In addition, going for short or long-term loans can prove costly to struggling employees. Therefore, more employees want to access their earned income sooner to make ends meet. Luckily, more companies recognize the need to pay employees more frequently.

Some organizations offer ways for employees to access their wages when they need it most. One of the popular ways employees can do so is through Earned Wage Access or EWA. Learn more about the concept below.

What is Earned Wage Access?

Earned wage access is a payroll scheme that allows employees to access their wages or income as soon as they earn them. Employees can get their earnings ahead of their usual payday. That is why EWA is often described as ‘on-demand pay’ or ‘instant pay.’ The concept originated from the USA and UK but now has global traction for its practicality.

EWA is a way for employees to get relief from financial stress. But it is more than just beneficial to the employee as employers benefit from employee satisfaction, translating to better retention rates.

Many confuse EWA with payday loans and other forms of borrowing. However, they are not loans since employees are accessing the money they have already earned for working. On the other hand, a payday loan is a short-term borrowing scheme where the lender extends high-interest credit based on an employee’s income.
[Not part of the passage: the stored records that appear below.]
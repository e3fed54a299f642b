use ratatui::{
    prelude::*,
    widgets::{Block, Borders, Paragraph},
};

use crate::app::App;

pub fn render(frame: &mut Frame, area: Rect, app: &App, title: &str) {
    let chunks = Layout::vertical([
        Constraint::Fill(1),
        Constraint::Length(9),
        Constraint::Fill(1),
    ])
    .split(area);

    let summary = format!(
        "{} Questions · {} Points",
        app.total_questions(),
        app.total_points()
    );

    let content = vec![
        Line::from(""),
        Line::from(Span::styled(
            title.to_uppercase(),
            Style::default().fg(Color::Cyan).bold(),
        )),
        Line::from(""),
        Line::from(Span::styled(summary, Style::default().fg(Color::DarkGray))),
        Line::from(""),
        Line::from(""),
        Line::from(Span::styled(
            "ENTER",
            Style::default().fg(Color::Green).bold(),
        )),
        Line::from("to start".fg(Color::DarkGray)),
    ];

    let widget = Paragraph::new(content).alignment(Alignment::Center).block(
        Block::default()
            .borders(Borders::ALL)
            .border_style(Color::DarkGray),
    );

    frame.render_widget(widget, chunks[1]);
}
//! # question-bank
//!
//! Quiz questions as plain values, with the operations for creating,
//! checking, formatting and deriving them, a JSON bank format, and a
//! terminal quiz runner.
//!
//! ## Usage
//!
//! ```rust
//! use question_bank::{Question, QuestionType};
//!
//! let question = Question::new(1, "Pets", QuestionType::MultipleChoice)
//!     .with_body("Pick one")
//!     .with_expected("Dog")
//!     .add_option("Cat")
//!     .add_option("Dog");
//!
//! assert!(question.is_valid("Dog"));
//! assert!(question.is_correct(" dog "));
//! assert_eq!(question.to_markdown(), "# Pets\nPick one\n- Cat\n- Dog");
//! ```
//!
//! Running a bank in the terminal:
//!
//! ```rust,no_run
//! use question_bank::{Quiz, QuizConfig, QuizError};
//!
//! fn main() -> Result<(), QuizError> {
//!     let quiz = Quiz::from_json("questions.json", &QuizConfig::default())?;
//!     quiz.run()?;
//!     Ok(())
//! }
//! ```

mod app;
pub mod cli;
mod data;
mod models;
pub mod terminal;
mod ui;

use std::io;
use std::path::Path;

use crossterm::event::{self, Event, KeyCode, KeyEventKind};
use thiserror::Error;

pub use app::{App, QuizConfig};
pub use data::{
    DEFAULT_QUESTIONS_PATH, LoadError, find_question, load_questions_from_json, next_id,
    save_questions_to_json,
};
pub use models::{AppState, Question, QuestionType};

const DEFAULT_TITLE: &str = "Question Bank";

/// Error type for quiz operations.
#[derive(Error, Debug)]
pub enum QuizError {
    #[error("failed to load questions: {0}")]
    Load(#[from] LoadError),

    #[error("IO error: {0}")]
    Io(#[from] io::Error),

    #[error("no question with id {id}")]
    NotFound { id: u64 },

    #[error("question id {id} is already taken")]
    IdTaken { id: u64 },

    #[error("no free question id left, pass one explicitly")]
    IdsExhausted,
}

/// A quiz session that can be run in the terminal.
pub struct Quiz {
    app: App,
    title: String,
}

impl Quiz {
    /// Create a quiz over the published questions.
    pub fn new(questions: Vec<Question>) -> Self {
        Self::with_config(questions, &QuizConfig::default())
    }

    pub fn with_config(questions: Vec<Question>, config: &QuizConfig) -> Self {
        Self {
            app: App::with_config(questions, config),
            title: DEFAULT_TITLE.to_string(),
        }
    }

    /// Load a quiz from a JSON bank file, titled after the file name. The
    /// bank must hold at least one question.
    pub fn from_json<P: AsRef<Path>>(path: P, config: &QuizConfig) -> Result<Self, QuizError> {
        let path = path.as_ref();
        let questions = load_questions_from_json(path)?;
        if questions.is_empty() {
            return Err(LoadError::Empty {
                path: path.to_path_buf(),
            }
            .into());
        }
        let mut quiz = Self::with_config(questions, config);
        if let Some(stem) = path.file_stem().and_then(|stem| stem.to_str()) {
            quiz.title = stem.replace(['_', '-'], " ");
        }
        Ok(quiz)
    }

    /// Run the quiz in the terminal.
    ///
    /// This will take over the terminal, display the quiz UI, and return
    /// when the user quits.
    pub fn run(mut self) -> Result<(), QuizError> {
        tracing::debug!(questions = self.app.total_questions(), "starting quiz");
        let mut guard = terminal::TerminalGuard::enter()?;
        run_event_loop(guard.terminal(), &mut self.app, &self.title)
    }

    pub fn app(&self) -> &App {
        &self.app
    }

    pub fn app_mut(&mut self) -> &mut App {
        &mut self.app
    }
}

fn run_event_loop(
    terminal: &mut terminal::AppTerminal,
    app: &mut App,
    title: &str,
) -> Result<(), QuizError> {
    loop {
        terminal.draw(|frame| ui::render(frame, app, title))?;

        if let Event::Key(key) = event::read()? {
            if key.kind != KeyEventKind::Press {
                continue;
            }

            if handle_input(app, key.code) {
                break;
            }
        }
    }

    Ok(())
}

/// Returns true if the app should exit.
fn handle_input(app: &mut App, key: KeyCode) -> bool {
    match app.state {
        AppState::Welcome => handle_welcome_input(app, key),
        AppState::Quiz => match app.current_question().map(|question| question.kind) {
            Some(QuestionType::ShortAnswer) => handle_text_input(app, key),
            Some(QuestionType::MultipleChoice) => handle_choice_input(app, key),
            None => {
                app.submit_answer();
                false
            }
        },
        AppState::Result => handle_result_input(app, key),
    }
}

fn handle_welcome_input(app: &mut App, key: KeyCode) -> bool {
    match key {
        KeyCode::Enter => {
            app.start_quiz();
            false
        }
        KeyCode::Char('q') | KeyCode::Char('Q') | KeyCode::Esc => true,
        _ => false,
    }
}

fn handle_choice_input(app: &mut App, key: KeyCode) -> bool {
    match key {
        KeyCode::Up | KeyCode::Char('k') => {
            app.select_previous_option();
            false
        }
        KeyCode::Down | KeyCode::Char('j') => {
            app.select_next_option();
            false
        }
        KeyCode::Enter | KeyCode::Char(' ') => {
            app.submit_answer();
            false
        }
        KeyCode::Char('q') | KeyCode::Char('Q') | KeyCode::Esc => true,
        _ => false,
    }
}

// Letters are answer text here, so only Esc quits.
fn handle_text_input(app: &mut App, key: KeyCode) -> bool {
    match key {
        KeyCode::Char(c) => {
            app.push_char(c);
            false
        }
        KeyCode::Backspace => {
            app.pop_char();
            false
        }
        KeyCode::Enter => {
            app.submit_answer();
            false
        }
        KeyCode::Esc => true,
        _ => false,
    }
}

fn handle_result_input(app: &mut App, key: KeyCode) -> bool {
    match key {
        KeyCode::Down | KeyCode::Char('j') => {
            app.scroll_results_down();
            false
        }
        KeyCode::Up | KeyCode::Char('k') => {
            app.scroll_results_up();
            false
        }
        KeyCode::Char('r') | KeyCode::Char('R') => {
            app.restart();
            false
        }
        KeyCode::Char('q') | KeyCode::Char('Q') | KeyCode::Esc => true,
        _ => false,
    }
}
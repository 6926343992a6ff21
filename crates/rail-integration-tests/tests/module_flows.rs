//! Integration test: ban and withdraw-limit modules working together.
//!
//! Builds a vault from TOML with both modules enabled and exercises:
//! 1. A join veto leaves membership untouched
//! 2. Ban, restore and re-join round trip
//! 3. Banned members cannot withdraw until they re-join
//! 4. Member age gating and the vault-wide withdraw window
//! 5. In-vault transfers pass the same member checks as withdrawals
//! 6. A locked module configuration still enforces its listeners
//!
//! This test uses rail-vault (config, modules, registry, withdraw) and
//! rail-types.

use std::sync::Arc;

use rail_types::member::LeaveReason;
use rail_types::{tokens, Address};
use rail_vault::config::{BuiltVault, VaultConfig};
use rail_vault::modules::ban::BanHandle;
use rail_vault::modules::limit_withdraw::LimitWithdrawHandle;
use rail_vault::{Hook, ManualClock, VaultError};

const OWNER: Address = Address::repeat_byte(0xa0);
const AGENT: Address = Address::repeat_byte(0xa1);
const DAY: u64 = 24 * 60 * 60;

const CONFIG: &str = r#"
[vault]
identifier = "0x7777777777777777777777777777777777777777"
owner = "0xa0a0a0a0a0a0a0a0a0a0a0a0a0a0a0a0a0a0a0a0"
admin_fee = "0.09"
join_part_agents = ["0xa1a1a1a1a1a1a1a1a1a1a1a1a1a1a1a1a1a1a1a1"]

[protocol_fee]
fee = "0.01"
beneficiary = "0xd0d0d0d0d0d0d0d0d0d0d0d0d0d0d0d0d0d0d0d0"

[modules.ban]
enabled = true

[modules.limit_withdraw]
enabled = true
required_member_age_secs = 86400
withdraw_limit_period_secs = 3600
withdraw_limit_during_period = "100"
minimum_withdraw = "1"
"#;

fn build() -> (BuiltVault, ManualClock, BanHandle, LimitWithdrawHandle) {
    let clock = ManualClock::new(1_700_000_000);
    let built = VaultConfig::from_toml_str(CONFIG)
        .expect("config")
        .build(Arc::new(clock.clone()))
        .expect("build");
    let ban = built.ban.expect("ban enabled");
    let limit = built.limit_withdraw.expect("limit enabled");
    (built, clock, ban, limit)
}

#[test]
fn join_veto_is_atomic() {
    let (mut built, _clock, ban, _limit) = build();
    let vault = &mut built.vault;
    let m = Address::repeat_byte(1);

    ban.ban(vault, AGENT, m).expect("pre-ban");
    let active_before = vault.active_member_count();
    let events_before = vault.events().len();

    // batch with a banned address fails as a whole
    let result = vault.add_members(AGENT, &[Address::repeat_byte(2), m]);
    assert!(matches!(result, Err(VaultError::ModuleRejected { .. })));
    assert!(!vault.is_member(m));
    assert!(!vault.is_member(Address::repeat_byte(2)));
    assert_eq!(vault.active_member_count(), active_before);
    assert_eq!(vault.events().len(), events_before);
}

#[test]
fn ban_restore_rejoin_round_trip() {
    let (mut built, _clock, ban, _limit) = build();
    let vault = &mut built.vault;
    let m = Address::repeat_byte(1);

    vault.add_member(AGENT, m).expect("join");
    ban.ban(vault, AGENT, m).expect("ban");
    assert!(!vault.is_member(m));
    assert!(ban.is_banned(vault, m));

    ban.restore(vault, AGENT, m).expect("restore");
    assert!(!ban.is_banned(vault, m));
    assert!(!vault.is_member(m));
    vault.add_member(AGENT, m).expect("re-join");
    assert!(vault.is_member(m));
}

#[test]
fn banned_member_cannot_withdraw_until_rejoin() {
    let (mut built, clock, ban, _limit) = build();
    let vault = &mut built.vault;
    let m = Address::repeat_byte(1);

    vault.add_member(AGENT, m).expect("join");
    vault.deposit(tokens(10)).expect("deposit");
    clock.advance(DAY);

    ban.ban(vault, AGENT, m).expect("ban");
    assert!(matches!(
        vault.withdraw_all(m, m),
        Err(VaultError::ModuleRejected { ref module, .. }) if module == "limit_withdraw"
    ));
    assert_eq!(vault.withdrawable_earnings(m), Ok(tokens(9)));

    ban.restore(vault, AGENT, m).expect("restore");
    vault.add_member(AGENT, m).expect("re-join");
    // re-joining restarts the age clock
    assert!(matches!(
        vault.withdraw_all(m, m),
        Err(VaultError::MemberTooNew { .. })
    ));
    clock.advance(DAY);
    assert_eq!(vault.withdraw_all(m, m), Ok(tokens(9)));
}

#[test]
fn transfers_cannot_route_around_limits() {
    let (mut built, clock, ban, _limit) = build();
    let vault = &mut built.vault;
    let (m, fresh, outsider) = (
        Address::repeat_byte(1),
        Address::repeat_byte(2),
        Address::repeat_byte(0x55),
    );

    vault.add_member(AGENT, m).expect("join");
    vault.deposit(tokens(10)).expect("deposit");
    clock.advance(DAY);
    vault.add_member(AGENT, fresh).expect("join");
    vault.deposit(tokens(10)).expect("deposit");

    // a member that just joined cannot hand its balance to a new address
    assert!(matches!(
        vault.transfer_within_contract(fresh, outsider, tokens(2)),
        Err(VaultError::MemberTooNew { .. })
    ));

    // nor can a banned member
    ban.ban(vault, AGENT, m).expect("ban");
    assert_eq!(
        vault.transfer_within_contract(m, outsider, tokens(9)),
        Err(VaultError::NotActiveMember(m))
    );
    assert!(vault.withdraw_all(outsider, outsider).is_err());
    assert_eq!(vault.stats().total_withdrawn, tokens(0));
}

#[test]
fn parted_member_withdraws_normally() {
    let (mut built, clock, _ban, _limit) = build();
    let vault = &mut built.vault;
    let m = Address::repeat_byte(1);

    vault.add_member(AGENT, m).expect("join");
    vault.deposit(tokens(10)).expect("deposit");
    clock.advance(DAY);
    vault
        .remove_member(AGENT, m, LeaveReason::Agent)
        .expect("remove");
    assert_eq!(vault.withdraw_all(m, m), Ok(tokens(9)));
}

#[test]
fn withdraw_window_is_vault_wide() {
    let (mut built, clock, _ban, limit) = build();
    let vault = &mut built.vault;
    let (a, b) = (Address::repeat_byte(1), Address::repeat_byte(2));

    vault.add_members(AGENT, &[a, b]).expect("join");
    vault.deposit(tokens(1000)).expect("deposit");
    clock.advance(DAY);

    vault.withdraw(a, a, tokens(60)).expect("a");
    assert_eq!(
        vault.withdraw(b, b, tokens(60)),
        Err(VaultError::WithdrawLimitExceeded {
            requested: tokens(60),
            remaining: tokens(40)
        })
    );
    vault.withdraw(b, b, tokens(40)).expect("b within limit");
    assert_eq!(limit.withdrawn_in_window(vault), Ok(tokens(100)));

    clock.advance(3600);
    vault.withdraw(b, b, tokens(60)).expect("next window");

    // fee recipients never joined and are never too new
    vault.withdraw(OWNER, OWNER, tokens(1)).expect("admin");
}

#[test]
fn locked_modules_keep_enforcing() {
    let (mut built, _clock, ban, limit) = build();
    let vault = &mut built.vault;

    vault.lock_modules(OWNER).expect("lock");
    assert_eq!(
        vault.remove_listener(OWNER, Hook::Join, ban.id()),
        Err(VaultError::ModulesLocked)
    );
    assert_eq!(
        vault.remove_listener(OWNER, Hook::Withdraw, limit.id()),
        Err(VaultError::ModulesLocked)
    );

    ban.ban(vault, AGENT, Address::repeat_byte(5)).expect("ban");
    assert!(vault.add_member(AGENT, Address::repeat_byte(5)).is_err());
}
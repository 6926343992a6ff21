//! # rail-replay
//!
//! Builds a vault from a TOML config, applies a scripted sequence of
//! operations and reports the resulting event log and balances.
//!
//! ## Modules
//!
//! - [`script`] — Script format, operation dispatch and reports

pub mod script;
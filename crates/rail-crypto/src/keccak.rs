//! Keccak-256 hashing.
//!
//! ## Personal messages
//!
//! Signed withdrawal payloads are hashed the way wallets hash `personal_sign`
//! messages:
//!
//! ```text
//! keccak256("\x19Ethereum Signed Message:\n" ++ decimal(len(message)) ++ message)
//! ```

use sha3::{Digest, Keccak256};

/// Prefix prepended to personal messages before hashing.
pub const PERSONAL_MESSAGE_PREFIX: &[u8] = b"\x19Ethereum Signed Message:\n";

/// Keccak-256 of `data`.
pub fn hash(data: &[u8]) -> [u8; 32] {
    hash_many(&[data])
}

/// Keccak-256 of the concatenation of `parts`.
pub fn hash_many(parts: &[&[u8]]) -> [u8; 32] {
    let mut hasher = Keccak256::new();
    for part in parts {
        hasher.update(part);
    }
    let digest = hasher.finalize();
    let mut out = [0u8; 32];
    out.copy_from_slice(&digest);
    out
}

/// Digest of a personal message, the value actually signed by wallets.
pub fn personal_message_hash(message: &[u8]) -> [u8; 32] {
    let len = message.len().to_string();
    hash_many(&[PERSONAL_MESSAGE_PREFIX, len.as_bytes(), message])
}

#[cfg(test)]
mod tests {
    use super::*;
    use hex_literal::hex;

    #[test]
    fn test_empty_hash() {
        assert_eq!(
            hash(b""),
            hex!("c5d2460186f7233c927e7db2dcc703c0e500b653ca82273b7bfad8045d85a470")
        );
    }

    #[test]
    fn test_hash_many_matches_concatenation() {
        assert_eq!(hash_many(&[b"rail", b"vault"]), hash(b"railvault"));
    }

    #[test]
    fn test_personal_message_hash_includes_length() {
        let message = [0xabu8; 104];
        let mut prefixed = PERSONAL_MESSAGE_PREFIX.to_vec();
        prefixed.extend_from_slice(b"104");
        prefixed.extend_from_slice(&message);
        assert_eq!(personal_message_hash(&message), hash(&prefixed));
        assert_ne!(personal_message_hash(&message), hash(&message));
    }
}
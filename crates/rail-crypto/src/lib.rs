//! # rail-crypto
//!
//! Signature primitives for delegated withdrawals.
//!
//! Members authorize withdrawals by signing a packed payload with their
//! secp256k1 account key using the Ethereum personal-message scheme. The ledger
//! recovers the signing address and compares it with the member.
//!
//! ## Modules
//!
//! - [`keccak`] — Keccak-256 and the personal-message digest
//! - [`secp256k1`] — Account keys, recoverable signatures, signer recovery

pub mod keccak;
pub mod secp256k1;

/// Error types for cryptographic operations.
#[derive(Debug, Clone, PartialEq, Eq, thiserror::Error)]
pub enum CryptoError {
    /// Signature is not 65 bytes long.
    #[error("invalid signature length: expected {expected}, got {actual}")]
    InvalidSignatureLength { expected: usize, actual: usize },

    /// Recovery byte is not 27 or 28 (or 0 or 1).
    #[error("invalid signature version: {0}")]
    InvalidSignatureVersion(u8),

    /// No public key could be recovered from the signature.
    #[error("signature recovery failed")]
    SignatureRecovery,

    /// Signing failed.
    #[error("signing failed: {0}")]
    Signing(String),

    /// Secret key bytes are not a valid scalar.
    #[error("invalid secret key: {0}")]
    InvalidKey(String),
}

pub type Result<T> = std::result::Result<T, CryptoError>;
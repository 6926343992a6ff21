//! # rail-oracle
//!
//! Protocol fee source for the vault ledger.
//!
//! The protocol operator publishes a fee fraction and a beneficiary address.
//! Vaults query it on every revenue distribution and fall back to the last
//! quote they saw when the source is unavailable.
//!
//! ## Modules
//!
//! - [`fee`] — Fee oracle trait and the default settable implementation
//! - [`cache`] — Last-known quote cache with fallback

pub mod cache;
pub mod fee;

pub use cache::{FeeCache, ResolvedQuote};
pub use fee::{DefaultFeeOracle, FeeOracle, FeeQuote};

/// Error types for fee oracle operations.
#[derive(Debug, Clone, PartialEq, Eq, thiserror::Error)]
pub enum OracleError {
    /// The oracle is paused and serves no quotes.
    #[error("fee oracle is paused")]
    Paused,

    /// The oracle could not produce a quote.
    #[error("fee oracle unavailable: {0}")]
    Unavailable(String),
}

/// Convenience result type for oracle operations.
pub type Result<T> = std::result::Result<T, OracleError>;
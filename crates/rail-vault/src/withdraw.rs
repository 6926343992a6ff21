//! Withdrawals and in-vault transfers.
//!
//! A withdrawal pays tokens out of the vault. The member itself or the owner
//! may withdraw a member's earnings, always to the member; only the member can
//! send them elsewhere. Relayers submit signed withdrawals on a member's
//! behalf (see [`crate::signature`]).
//!
//! Every withdrawal is offered to the withdraw listeners before any balance
//! changes, and any listener can veto it.

use rail_types::events::VaultEvent;
use rail_types::member::MemberStatus;
use rail_types::{Address, Amount};

use crate::vault::Vault;
use crate::{checked_add, checked_sub, Result, VaultError};

impl Vault {
    /// Withdraw `amount` of `member`'s earnings to `member`.
    ///
    /// # Errors
    ///
    /// - [`VaultError::NotAuthorized`] if `caller` is neither `member` nor the owner
    /// - [`VaultError::NotMember`] if `member` has no record
    /// - [`VaultError::InsufficientBalance`] if `amount` exceeds the withdrawable balance
    /// - any error from a withdraw listener
    pub fn withdraw(&mut self, caller: Address, member: Address, amount: Amount) -> Result<Amount> {
        self.transact(|vault| {
            vault.require_withdraw_authority(caller, member)?;
            vault.withdraw_from(member, member, amount)
        })
    }

    /// Withdraw `amount` of the caller's own earnings to `recipient`.
    pub fn withdraw_to(&mut self, caller: Address, recipient: Address, amount: Amount) -> Result<Amount> {
        self.transact(|vault| vault.withdraw_from(caller, recipient, amount))
    }

    /// Withdraw everything `member` can withdraw to `member`. Withdrawing a
    /// zero balance is a no-op.
    pub fn withdraw_all(&mut self, caller: Address, member: Address) -> Result<Amount> {
        self.transact(|vault| {
            vault.require_withdraw_authority(caller, member)?;
            vault.withdraw_everything(member, member)
        })
    }

    /// Withdraw all of the caller's earnings to `recipient`.
    pub fn withdraw_all_to(&mut self, caller: Address, recipient: Address) -> Result<Amount> {
        self.transact(|vault| vault.withdraw_everything(caller, recipient))
    }

    /// Withdraw all earnings of several members, each to itself. Returns the
    /// total paid out.
    pub fn withdraw_members(&mut self, caller: Address, members: &[Address]) -> Result<Amount> {
        self.transact(|vault| {
            let mut total = Amount::zero();
            for member in members {
                vault.require_withdraw_authority(caller, *member)?;
                let paid = vault.withdraw_everything(*member, *member)?;
                total = checked_add(total, paid)?;
            }
            Ok(total)
        })
    }

    /// Withdraw `amount` of `member`'s earnings to `recipient` on the strength
    /// of the member's signature. Anyone may submit it.
    ///
    /// `amount == 0` means "everything withdrawable", matching what the member
    /// signed.
    ///
    /// # Errors
    ///
    /// - [`VaultError::BadSignatureLength`], [`VaultError::BadSignatureVersion`]
    ///   for malformed signatures
    /// - [`VaultError::BadSignature`] if the member did not sign this payload
    /// - the errors of [`withdraw`](Self::withdraw)
    pub fn withdraw_to_signed(
        &mut self,
        member: Address,
        recipient: Address,
        amount: Amount,
        signature: &[u8],
    ) -> Result<Amount> {
        self.transact(|vault| {
            if !vault.signature_is_valid(member, recipient, amount, signature)? {
                return Err(VaultError::BadSignature);
            }
            if amount.is_zero() {
                vault.withdraw_everything(member, recipient)
            } else {
                vault.withdraw_from(member, recipient, amount)
            }
        })
    }

    /// Withdraw everything on the strength of a signature over amount zero.
    pub fn withdraw_all_to_signed(
        &mut self,
        member: Address,
        recipient: Address,
        signature: &[u8],
    ) -> Result<Amount> {
        self.withdraw_to_signed(member, recipient, Amount::zero(), signature)
    }

    /// Move `amount` of the caller's withdrawable balance to `recipient`
    /// inside the vault.
    ///
    /// Only active members may transfer, and withdraw listeners are consulted
    /// first. The sender's `withdrawn` counter advances, invalidating any
    /// outstanding signatures. Recipients without a record become inactive
    /// members.
    ///
    /// # Errors
    ///
    /// - [`VaultError::NotMember`] if the caller has no record
    /// - [`VaultError::NotActiveMember`] if the caller has parted or was removed
    /// - [`VaultError::InsufficientBalance`] if `amount` exceeds its balance
    /// - any error from a withdraw listener
    pub fn transfer_within_contract(
        &mut self,
        caller: Address,
        recipient: Address,
        amount: Amount,
    ) -> Result<()> {
        self.transact(|vault| {
            let mut record = vault.settle_member(caller)?;
            match record.status {
                MemberStatus::None => return Err(VaultError::NotMember(caller)),
                MemberStatus::Inactive => return Err(VaultError::NotActiveMember(caller)),
                MemberStatus::Active => {}
            }
            let available = record.withdrawable();
            if amount > available {
                return Err(VaultError::InsufficientBalance {
                    member: caller,
                    requested: amount,
                    available,
                });
            }
            vault.notify_transfer(caller, recipient, amount)?;

            record.withdrawn = checked_add(record.withdrawn, amount)?;
            vault.store_member(caller, record);
            vault.credit_balance(recipient, amount)?;

            vault.emit(VaultEvent::TransferWithinContract {
                from: caller,
                to: recipient,
                amount,
            });
            tracing::info!(from = %caller, to = %recipient, amount = %amount, "vault: in-vault transfer");
            Ok(())
        })
    }

    fn require_withdraw_authority(&self, caller: Address, member: Address) -> Result<()> {
        if caller != member && caller != self.owner() {
            return Err(VaultError::NotAuthorized {
                caller,
                action: "withdraw another member's earnings",
            });
        }
        Ok(())
    }

    fn withdraw_everything(&mut self, member: Address, recipient: Address) -> Result<Amount> {
        let record = self.settle_member(member)?;
        if record.status == MemberStatus::None {
            return Err(VaultError::NotMember(member));
        }
        let amount = record.withdrawable();
        if amount.is_zero() {
            tracing::debug!(member = %member, "vault: nothing to withdraw");
            return Ok(Amount::zero());
        }
        self.withdraw_from(member, recipient, amount)
    }

    fn withdraw_from(&mut self, member: Address, recipient: Address, amount: Amount) -> Result<Amount> {
        let mut record = self.settle_member(member)?;
        if record.status == MemberStatus::None {
            return Err(VaultError::NotMember(member));
        }
        if amount.is_zero() {
            return Ok(Amount::zero());
        }
        let available = record.withdrawable();
        if amount > available {
            return Err(VaultError::InsufficientBalance {
                member,
                requested: amount,
                available,
            });
        }

        self.notify_withdraw(member, recipient, amount)?;

        record.withdrawn = checked_add(record.withdrawn, amount)?;
        self.store_member(member, record);
        self.ledger.total_withdrawn = checked_add(self.ledger.total_withdrawn, amount)?;
        self.ledger.held_balance = checked_sub(self.ledger.held_balance, amount)?;

        self.emit(VaultEvent::EarningsWithdrawn {
            member,
            recipient,
            amount,
        });
        tracing::info!(member = %member, recipient = %recipient, amount = %amount, "vault: earnings withdrawn");
        Ok(amount)
    }
}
How Does Earned Wage Access Work?

Employers must register with an EWA provider to give employees access to this payroll process. EWA providers have technologies that employers can integrate with existing payroll systems.

Employees, on the other hand, will receive access to the platform through apps or software. From here, employees can monitor their earnings and even link to their bank accounts or debit cards for direct deposit.

Most earned wage access providers set a percentage of earned income available based on the employer’s guidance. It often lies between 20% and 50%. In addition, the systems limit the amount an employee can request per day or week.

When an employee withdraws money, it is paid directly to their bank account or debit card in one or two business days. The payroll provider then allows for taxes and deductions before paying the employee the remainder of their wages on payday.

Are There Charges or Fees For EWA?

Depending on the EWA provider, there may be charges for employees or employers. Employees often find themselves paying the fee in the form of:

●  A percentage fee for each withdrawal.

●  A membership fee for using the platform.

●  A standard fee for each withdrawal.

Whichever the case, the app or software will tell the employee how much they will receive after deducting transfer fees.

While the fee is small and often considered ATM-like, ensuring it does not add up enough to affect financial wellness is important.

Practical example:

An employee earns Ksh.15,000 biweekly, with the coming Friday as the payday. On Monday, the employee discovers an unexpected medical treatment that savings cannot cover. So, the employee uses the EWA platform to access a maximum of 30% of their income to cover the cost. If the standard transfer fee is Ksh.10, the employee will receive Ksh.4,490.

Earned Wage Access Vs. Salary Advance

The main difference between EWA and salary advance is that EWA allows employees to access a portion of their earned wages at any time, while salary advance is typically offered as an advance on the next paycheck. Salary advances are only provided by employers, while the organization's payroll providers provide EWA. EWA can be a more flexible and cost-effective option for employees who need to access their earned wages early.

Eligibility Requirements For Earned Wage Access

Earned wage access programs often require employees to meet certain requirements to access the services. The requirements include the following:

●  Working for an organization that offers earned wage access.

●  An active bank account or debit card for depositing funds.

●  Activated direct deposit.

●  A set payday.

●  Proof of earnings such as hours worked.

●  Access to the EWA provider’s app or software.

Employer and Employee Benefits Of Earned Wage Access

To Employees

●  Better preparation for emergency expenses. As the pandemic proved, anything can happen at any time. Companies offering EWA benefits allow them to better prepare for emergency expenses. It is one of the ways employers can support their workforce in times of need.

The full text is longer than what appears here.